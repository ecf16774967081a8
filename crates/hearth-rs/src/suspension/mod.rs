//! Suspension: pause a turn until a human answers, then resume it in place.
//!
//! - [`store::SuspensionStore`]: registry of pending question groups with a
//!   one-shot wait handle per group. Submitting responses wakes exactly that
//!   group's waiter. Groups can be cancelled explicitly or expire through a
//!   TTL sweep.
//! - [`ask_user_tool::AskUserTool`]: the LLM-callable tool that raises a
//!   group from inside a running turn.
//! - [`extract`]: restates prose questions as a structured list.
//!
//! The store is in-process. Run one worker, or route respond requests to the
//! worker that owns the turn.

pub mod ask_user_tool;
pub mod extract;
pub mod question;
pub mod store;

pub use ask_user_tool::AskUserTool;
pub use extract::{ExtractError, LlmQuestionExtractor, QuestionExtractor};
pub use question::{QuestionInput, QuestionItem, QuestionKind, Responses};
pub use store::{
    PendingQuestionGroup, QuestionGroupHandle, QuestionWaiter, SubmitOutcome, SuspensionStore,
    WaitError,
};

------------------------------------------------

EXERCISE — Copy out, exactly as given, the line containing "it in place." together with every line after it in the material.

OUTPUT OF THE TASK —
//! Suspension: pause a turn until a human answers, then resume it in place.
//!
//! - [`store::SuspensionStore`]: registry of pending question groups with a
//!   one-shot wait handle per group. Submitting responses wakes exactly that
//!   group's waiter. Groups can be cancelled explicitly or expire through a
//!   TTL sweep.
//! - [`ask_user_tool::AskUserTool`]: the LLM-callable tool that raises a
//!   group from inside a running turn.
//! - [`extract`]: restates prose questions as a structured list.
//!
//! The store is in-process. Run one worker, or route respond requests to the
//! worker that owns the turn.

pub mod ask_user_tool;
pub mod extract;
pub mod question;
pub mod store;

pub use ask_user_tool::AskUserTool;
pub use extract::{ExtractError, LlmQuestionExtractor, QuestionExtractor};
pub use question::{QuestionInput, QuestionItem, QuestionKind, Responses};
pub use store::{
    PendingQuestionGroup, QuestionGroupHandle, QuestionWaiter, SubmitOutcome, SuspensionStore,
    WaitError,
};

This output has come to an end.